**Work task:** Where in the data below does the word "Debug" appear? Copy every line that has it.

**Data shown:**

################

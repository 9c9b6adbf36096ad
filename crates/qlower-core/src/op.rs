//! Operation kinds and their attributes.
//!
//! An [`Op`] is a kind tag plus the kind-specific attribute payload. Rules
//! dispatch by matching on [`Op::kind`], which strips the payload.
//!
//! Operand conventions (index order):
//! - `Where`: condition, true branch, false branch. A branch replaced by a
//!   constant is fed by a `None` node.
//! - `MaskedFill`: condition, tensor branch.
//! - `MatMul`: left, right, optional bias.
//! - `Conv2d`: input, filter `[oc, ic / groups, kh, kw]`, optional bias.
//! - `GatherElements`: input, indices, optional index coefficients.
//! - `ScatterElements`: input, indices, updates, optional index coefficients.
//! - `Arg`: input; outputs are indices and an optional values tensor.

use std::fmt;

use crate::ElementKind;

#[derive(Debug, Clone, Copy, PartialEq, Eq, Hash, Default, serde::Serialize, serde::Deserialize)]
#[serde(rename_all = "snake_case")]
pub enum ReduceMode {
    #[default]
    Mean,
    Sum,
    Max,
    Min,
    Prod,
}

#[derive(Debug, Clone, Copy, PartialEq, Eq, Hash, Default, serde::Serialize, serde::Deserialize)]
#[serde(rename_all = "snake_case")]
pub enum CompareMode {
    #[default]
    Equal,
    NotEqual,
    Less,
    LessOrEqual,
    Greater,
    GreaterOrEqual,
}

#[derive(Debug, Clone, PartialEq, serde::Serialize, serde::Deserialize)]
#[serde(tag = "kind", rename_all = "snake_case")]
pub enum Op {
    Input {
        host: ElementKind,
    },
    Weight {
        data: Vec<f64>,
    },
    None,
    Return,

    Reshape,
    Permute {
        order: Vec<i64>,
    },
    Tile {
        tile: Vec<i64>,
    },
    Pad {
        #[serde(default)]
        paddings: Vec<i64>,
    },
    Slice {
        #[serde(default)]
        offset: Vec<i64>,
        #[serde(default)]
        steps: Vec<i64>,
    },
    Squeeze {
        #[serde(default)]
        axes: Vec<i64>,
    },
    Unsqueeze {
        #[serde(default)]
        axes: Vec<i64>,
    },
    Reverse {
        #[serde(default)]
        axis: i64,
    },
    Upsample {
        scale_h: i64,
        scale_w: i64,
    },
    #[serde(rename = "depth2space")]
    Depth2Space {
        block_h: i64,
        block_w: i64,
    },
    MaxUnpool,

    Relu,
    LeakyRelu {
        alpha: f64,
    },
    #[serde(rename = "prelu")]
    PRelu,
    Abs,
    Gelu,
    Softmax {
        axis: i64,
    },
    LayerNorm {
        #[serde(default)]
        axis: i64,
    },

    MaxPool,
    MaxPoolWithMask,
    AvgPool,

    Add {
        #[serde(default)]
        coeff: Vec<f64>,
        #[serde(default)]
        do_relu: bool,
    },
    Sub {
        #[serde(default)]
        coeff: Vec<f64>,
        #[serde(default)]
        do_relu: bool,
    },
    Mul {
        #[serde(default)]
        do_relu: bool,
    },
    MulConst {
        const_val: f64,
        #[serde(default)]
        do_relu: bool,
    },
    AddConst {
        const_val: f64,
        #[serde(default)]
        do_relu: bool,
    },
    SubConst {
        const_val: f64,
        #[serde(default)]
        reverse: bool,
    },
    MinConst {
        const_val: f64,
    },
    MaxConst {
        const_val: f64,
    },
    Min,
    Max,
    Concat {
        #[serde(default)]
        axis: i64,
    },
    Compare {
        #[serde(default)]
        mode: CompareMode,
    },
    Where {
        #[serde(default)]
        x_const: Option<f64>,
        #[serde(default)]
        y_const: Option<f64>,
    },
    MaskedFill {
        const_val: f64,
        #[serde(default)]
        inversed: bool,
    },

    #[serde(rename = "matmul")]
    MatMul {
        #[serde(default)]
        left_transpose: bool,
        #[serde(default)]
        right_transpose: bool,
        #[serde(default)]
        hdim_is_batch: bool,
        #[serde(default)]
        left_reuse: bool,
        #[serde(default)]
        do_relu: bool,
    },
    Conv2d {
        #[serde(default = "one")]
        groups: i64,
        #[serde(default)]
        kernel_zp: f64,
        #[serde(default)]
        do_relu: bool,
    },
    Reduce {
        #[serde(default)]
        mode: ReduceMode,
        #[serde(default)]
        axes: Vec<i64>,
    },
    Arg {
        #[serde(default)]
        axis: i64,
        #[serde(default)]
        select_max: bool,
    },
    ScatterNd,
    GatherElements {
        axis: i64,
    },
    ScatterElements {
        axis: i64,
    },
    Attention,

    Cast,
    RequantFp {
        scale: f64,
    },
    CpuQuant {
        scale: f64,
    },
}

fn one() -> i64 {
    1
}

/// Payload-free tag of an [`Op`].
#[derive(Debug, Clone, Copy, PartialEq, Eq, Hash)]
pub enum OpKind {
    Input,
    Weight,
    None,
    Return,
    Reshape,
    Permute,
    Tile,
    Pad,
    Slice,
    Squeeze,
    Unsqueeze,
    Reverse,
    Upsample,
    Depth2Space,
    MaxUnpool,
    Relu,
    LeakyRelu,
    PRelu,
    Abs,
    Gelu,
    Softmax,
    LayerNorm,
    MaxPool,
    MaxPoolWithMask,
    AvgPool,
    Add,
    Sub,
    Mul,
    MulConst,
    AddConst,
    SubConst,
    MinConst,
    MaxConst,
    Min,
    Max,
    Concat,
    Compare,
    Where,
    MaskedFill,
    MatMul,
    Conv2d,
    Reduce,
    Arg,
    ScatterNd,
    GatherElements,
    ScatterElements,
    Attention,
    Cast,
    RequantFp,
    CpuQuant,
}

impl Op {
    pub fn kind(&self) -> OpKind {
        match self {
            Op::Input { .. } => OpKind::Input,
            Op::Weight { .. } => OpKind::Weight,
            Op::None => OpKind::None,
            Op::Return => OpKind::Return,
            Op::Reshape => OpKind::Reshape,
            Op::Permute { .. } => OpKind::Permute,
            Op::Tile { .. } => OpKind::Tile,
            Op::Pad { .. } => OpKind::Pad,
            Op::Slice { .. } => OpKind::Slice,
            Op::Squeeze { .. } => OpKind::Squeeze,
            Op::Unsqueeze { .. } => OpKind::Unsqueeze,
            Op::Reverse { .. } => OpKind::Reverse,
            Op::Upsample { .. } => OpKind::Upsample,
            Op::Depth2Space { .. } => OpKind::Depth2Space,
            Op::MaxUnpool => OpKind::MaxUnpool,
            Op::Relu => OpKind::Relu,
            Op::LeakyRelu { .. } => OpKind::LeakyRelu,
            Op::PRelu => OpKind::PRelu,
            Op::Abs => OpKind::Abs,
            Op::Gelu => OpKind::Gelu,
            Op::Softmax { .. } => OpKind::Softmax,
            Op::LayerNorm { .. } => OpKind::LayerNorm,
            Op::MaxPool => OpKind::MaxPool,
            Op::MaxPoolWithMask => OpKind::MaxPoolWithMask,
            Op::AvgPool => OpKind::AvgPool,
            Op::Add { .. } => OpKind::Add,
            Op::Sub { .. } => OpKind::Sub,
            Op::Mul { .. } => OpKind::Mul,
            Op::MulConst { .. } => OpKind::MulConst,
            Op::AddConst { .. } => OpKind::AddConst,
            Op::SubConst { .. } => OpKind::SubConst,
            Op::MinConst { .. } => OpKind::MinConst,
            Op::MaxConst { .. } => OpKind::MaxConst,
            Op::Min => OpKind::Min,
            Op::Max => OpKind::Max,
            Op::Concat { .. } => OpKind::Concat,
            Op::Compare { .. } => OpKind::Compare,
            Op::Where { .. } => OpKind::Where,
            Op::MaskedFill { .. } => OpKind::MaskedFill,
            Op::MatMul { .. } => OpKind::MatMul,
            Op::Conv2d { .. } => OpKind::Conv2d,
            Op::Reduce { .. } => OpKind::Reduce,
            Op::Arg { .. } => OpKind::Arg,
            Op::ScatterNd => OpKind::ScatterNd,
            Op::GatherElements { .. } => OpKind::GatherElements,
            Op::ScatterElements { .. } => OpKind::ScatterElements,
            Op::Attention => OpKind::Attention,
            Op::Cast => OpKind::Cast,
            Op::RequantFp { .. } => OpKind::RequantFp,
            Op::CpuQuant { .. } => OpKind::CpuQuant,
        }
    }

    pub fn matmul() -> Self {
        Op::MatMul {
            left_transpose: false,
            right_transpose: false,
            hdim_is_batch: false,
            left_reuse: false,
            do_relu: false,
        }
    }

    pub fn add() -> Self {
        Op::Add {
            coeff: Vec::new(),
            do_relu: false,
        }
    }

    /// Whether the op has a fused relu enabled.
    pub fn does_relu(&self) -> bool {
        match self {
            Op::Relu => true,
            Op::Add { do_relu, .. }
            | Op::Sub { do_relu, .. }
            | Op::Mul { do_relu }
            | Op::MulConst { do_relu, .. }
            | Op::AddConst { do_relu, .. }
            | Op::MatMul { do_relu, .. }
            | Op::Conv2d { do_relu, .. } => *do_relu,
            _ => false,
        }
    }
}

impl OpKind {
    /// Graph leaves that never get lowered.
    pub fn is_leaf(self) -> bool {
        matches!(self, Self::Input | Self::Weight | Self::None | Self::Return)
    }

    /// Fewest operands the rules read; optional trailing operands
    /// (bias, index coefficients) are not counted.
    pub fn min_operands(self) -> usize {
        match self {
            Self::Input | Self::Weight | Self::None | Self::Return => 0,
            Self::Where | Self::ScatterNd | Self::ScatterElements => 3,
            Self::Add
            | Self::Sub
            | Self::Mul
            | Self::Min
            | Self::Max
            | Self::Compare
            | Self::MaskedFill
            | Self::MatMul
            | Self::Conv2d
            | Self::GatherElements
            | Self::PRelu
            | Self::MaxUnpool => 2,
            _ => 1,
        }
    }

    pub fn is_conversion(self) -> bool {
        matches!(self, Self::Cast | Self::RequantFp | Self::CpuQuant)
    }

    /// Ops that only move data around without touching values.
    pub fn is_shape_only(self) -> bool {
        matches!(
            self,
            Self::Reshape
                | Self::Permute
                | Self::Tile
                | Self::Pad
                | Self::Slice
                | Self::Squeeze
                | Self::Unsqueeze
                | Self::Reverse
                | Self::Upsample
                | Self::Depth2Space
        )
    }

    pub fn is_binary_elementwise(self) -> bool {
        matches!(
            self,
            Self::Add | Self::Sub | Self::Mul | Self::Max | Self::Min | Self::Compare
        )
    }

    pub fn name(self) -> &'static str {
        match self {
            Self::Input => "input",
            Self::Weight => "weight",
            Self::None => "none",
            Self::Return => "return",
            Self::Reshape => "reshape",
            Self::Permute => "permute",
            Self::Tile => "tile",
            Self::Pad => "pad",
            Self::Slice => "slice",
            Self::Squeeze => "squeeze",
            Self::Unsqueeze => "unsqueeze",
            Self::Reverse => "reverse",
            Self::Upsample => "upsample",
            Self::Depth2Space => "depth2space",
            Self::MaxUnpool => "max_unpool",
            Self::Relu => "relu",
            Self::LeakyRelu => "leaky_relu",
            Self::PRelu => "prelu",
            Self::Abs => "abs",
            Self::Gelu => "gelu",
            Self::Softmax => "softmax",
            Self::LayerNorm => "layer_norm",
            Self::MaxPool => "max_pool",
            Self::MaxPoolWithMask => "max_pool_with_mask",
            Self::AvgPool => "avg_pool",
            Self::Add => "add",
            Self::Sub => "sub",
            Self::Mul => "mul",
            Self::MulConst => "mul_const",
            Self::AddConst => "add_const",
            Self::SubConst => "sub_const",
            Self::MinConst => "min_const",
            Self::MaxConst => "max_const",
            Self::Min => "min",
            Self::Max => "max",
            Self::Concat => "concat",
            Self::Compare => "compare",
            Self::Where => "where",
            Self::MaskedFill => "masked_fill",
            Self::MatMul => "matmul",
            Self::Conv2d => "conv2d",
            Self::Reduce => "reduce",
            Self::Arg => "arg",
            Self::ScatterNd => "scatter_nd",
            Self::GatherElements => "gather_elements",
            Self::ScatterElements => "scatter_elements",
            Self::Attention => "attention",
            Self::Cast => "cast",
            Self::RequantFp => "requant_fp",
            Self::CpuQuant => "cpu_quant",
        }
    }
}

impl fmt::Display for OpKind {
    fn fmt(&self, f: &mut fmt::Formatter<'_>) -> fmt::Result {
        f.write_str(self.name())
    }
}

################

**Problem solution:**
#[derive(Debug, Clone, Copy, PartialEq, Eq, Hash, Default, serde::Serialize, serde::Deserialize)]
#[derive(Debug, Clone, Copy, PartialEq, Eq, Hash, Default, serde::Serialize, serde::Deserialize)]
#[derive(Debug, Clone, PartialEq, serde::Serialize, serde::Deserialize)]
#[derive(Debug, Clone, Copy, PartialEq, Eq, Hash)]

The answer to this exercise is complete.